Western New York merchants are already looking forward to a boost in sales from Canada's controversial goods and services tax (GST), which goes into effect today.
The new consumption levy may swell the ranks of Ontario shoppers who regularly cross the border for shopping sprees, observers say.
The goods and services tax, which passed the Canadian Senate two weeks ago, imposes a 7 percent federal levy on nearly all merchandise and services. The tax is added on top of provincial sales taxes, which range from 8 percent to 10 percent.
That means the buying public will have 15 percent to 17 percent tacked on to nearly all purchases, except groceries. The GST affects the price of everything from haircuts, funerals and legal fees to music lessons and postage stamps.
John Winter, a Toronto-based retail consultant, believes the GST initially will benefit Buffalo retailers. "It looks like the GST is going to be a bonanza for stores in your area," he said.
One-third of the Ontario residents recently polled by Winter said the new consumption tax will force them to do more shopping in the United States. He predicted that the GST will boost cross-border shopping by 25 percent. According to an earlier study by Winter, southern Ontario retailers already lose $115 million annually ($2.2 million a week) to their counterparts in the Buffalo-Niagara Falls area.
Canadians' hatred of the GST is so extreme many probably will boycott their hometown stores and shop in U.S. outlets. Recent polls by Gallup Canada show that between 75 percent and 85 percent of Canadians are opposed to the new consumption tax.
But whether or not Canadians will permanently alter their spending habits because of the GST isn't yet certain. For example, if the value of the Canadian dollar, which currently stands at 86 cents to the U.S. dollar, falls, some Ontario residents may find it's too expensive to shop in the Buffalo area.
Glenn B. Gandy, executive director of the Niagara Falls, Ont., Chamber of Commerce, said he supports the GST but is concerned about how it is being implemented.

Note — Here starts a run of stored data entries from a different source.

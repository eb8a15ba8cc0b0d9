//! Alignment of trade-implied and listing-implied series.

use crate::order_book::BookSeries;
use crate::snapshot_diff::TradeSeries;
use p2p_core::{AggregatedPoint, TimestampMs};
use std::collections::BTreeSet;

/// Counts from one merge.
#[derive(Debug, Clone, Copy, Default, PartialEq, Eq)]
pub struct MergeStats {
    /// Timestamps in the union of both series.
    pub candidates: usize,
    /// Complete rows emitted.
    pub emitted: usize,
    /// Rows dropped for a missing statistic.
    pub dropped: usize,
}

/// Joins both series on exact timestamp and keeps only complete rows.
#[derive(Debug, Clone, Copy, Default)]
pub struct SeriesMerger;

impl SeriesMerger {
    /// Merge trade and book statistics.
    pub fn merge(trades: &TradeSeries, book: &BookSeries) -> (Vec<AggregatedPoint>, MergeStats) {
        let timestamps: BTreeSet<TimestampMs> =
            trades.timestamps().chain(book.timestamps()).collect();

        let mut points = Vec::with_capacity(timestamps.len());
        for &ts in &timestamps {
            if let Some(point) = Self::complete_point(ts, trades, book) {
                points.push(point);
            }
        }

        let stats = MergeStats {
            candidates: timestamps.len(),
            emitted: points.len(),
            dropped: timestamps.len() - points.len(),
        };
        (points, stats)
    }

    fn complete_point(
        ts: TimestampMs,
        trades: &TradeSeries,
        book: &BookSeries,
    ) -> Option<AggregatedPoint> {
        let trade = trades.get(ts)?;
        let listing = book.get(ts)?;

        Some(AggregatedPoint {
            timestamp: ts,
            vwap_sale: trade.vwap?,
            vwap_advs: listing.vwap?,
            demand: trade.demand,
            supply: listing.supply,
        })
    }
}

#[cfg(test)]
mod tests {
    use super::*;
    use crate::order_book::OrderBookAggregator;
    use crate::snapshot_diff::SnapshotDiffAggregator;
    use p2p_core::Listing;
    use p2p_ingestion::SnapshotBook;

    fn merge(listings: &[Listing]) -> (Vec<AggregatedPoint>, MergeStats) {
        let trades = SnapshotDiffAggregator::default().aggregate(&SnapshotBook::from_listings(listings));
        let book = OrderBookAggregator::new().aggregate(listings);
        SeriesMerger::merge(&trades, &book)
    }

    #[test]
    fn test_fill_sequence_emits_only_filled_row() {
        let (points, stats) = merge(&[
            Listing::new("x", 1_000, 10.0, 100.0),
            Listing::new("x", 2_000, 10.0, 100.0),
            Listing::new("x", 3_000, 10.0, 40.0),
        ]);

        assert_eq!(points.len(), 1);
        let point = points[0];
        assert_eq!(point.timestamp, 3_000);
        assert_eq!(point.demand, 60.0);
        assert_eq!(point.vwap_sale, 10.0);
        assert_eq!(point.vwap_advs, 10.0);
        assert_eq!(point.supply, 40.0);
        assert_eq!(stats, MergeStats { candidates: 3, emitted: 1, dropped: 2 });
    }

    #[test]
    fn test_zero_supply_drops_row() {
        // a fill to zero leaves nothing posted
        let (points, stats) = merge(&[
            Listing::new("x", 1_000, 10.0, 100.0),
            Listing::new("x", 2_000, 10.0, 0.0),
        ]);

        assert!(points.is_empty());
        assert_eq!(stats.dropped, 2);
    }

    #[test]
    fn test_every_emitted_row_is_complete() {
        let listings: Vec<Listing> = (0..20i64)
            .flat_map(|i| {
                let ts = i * 60_000;
                vec![
                    Listing::new("a", ts, 6.90 + 0.01 * (i % 3) as f64, 1000.0 - 30.0 * i as f64),
                    Listing::new("b", ts, 6.95, if i % 2 == 0 { 500.0 } else { 480.0 }),
                ]
            })
            .collect();
        let (points, _) = merge(&listings);

        assert!(!points.is_empty());
        for point in &points {
            assert!(point.vwap_sale.is_finite());
            assert!(point.vwap_advs.is_finite());
            assert!(point.demand > 0.0);
            assert!(point.supply > 0.0);
        }
        assert!(points.windows(2).all(|w| w[0].timestamp < w[1].timestamp));
    }

    #[test]
    fn test_merge_is_deterministic() {
        let listings = vec![
            Listing::new("b", 2_000, 12.0, 10.0),
            Listing::new("a", 1_000, 10.0, 100.0),
            Listing::new("b", 1_000, 12.0, 50.0),
            Listing::new("a", 2_000, 10.0, 70.0),
        ];
        assert_eq!(merge(&listings), merge(&listings));
    }
}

"This is a very difficult time for the economy and this is going to hit us like a bullet," he said. "They should have harmonized the federal and provincial tax systems before they introduced the GST."
Gandy explained that any competitive advantage Ontario businesses might have gained from the GST has been wiped out because the 8 percent provincial sales tax hasn't been discarded or even lowered.
The goods and services tax replaces Canada's 73-year-old manufacturers sales tax of 13.5 percent, which raised about $10 billion a year but was considered inefficient and levied on a very narrow base, said Ross S. Preston of the Economic Council of Canada. The manufacturers tax discriminates heavily against industry and hurts Canadian exporters, he said.
Some consumers probably will need a calculator if they want to do any comparison shopping because retailers will not all charge the GST in the same way.
Despite Ottawa's efforts to get merchants to include the 7 percent levy on the shelf price, at some stores, such as Sears Roebuck & Co., the Bay and Eaton's department stores, the advertised and ticketed prices will not include the tax. Instead it will be added at the cash register.
Many small-business owners say they plan to post GST-included prices because it is too difficult to reprogram their computerized cash registers.
The GST represents a revolution in the Canadian marketplace. More than 1.3 million businesses will be affected. And many aren't happy about it.
For example, the Canadian Chamber of Commerce estimates that between 300,000 and 400,000 entrepreneurs haven't bothered to register for the GST.
The goods and services tax is expected to raise $17.7 billion in its first full year of operation and 10 percent of that will be sent as rebates to low-income Canadians.
The government of Prime Minister Brian Mulroney says the tax is basically revenue neutral because it replaces an existing tax and because of the rebate system.
But some critics say it could raise untold billions, and they also expect the rate to be increased to help the government get its runaway budget deficit under control.
Economists say the GST will boost inflation, and some analysts worry it will further weaken an economy that slipped into recession in the middle of last year.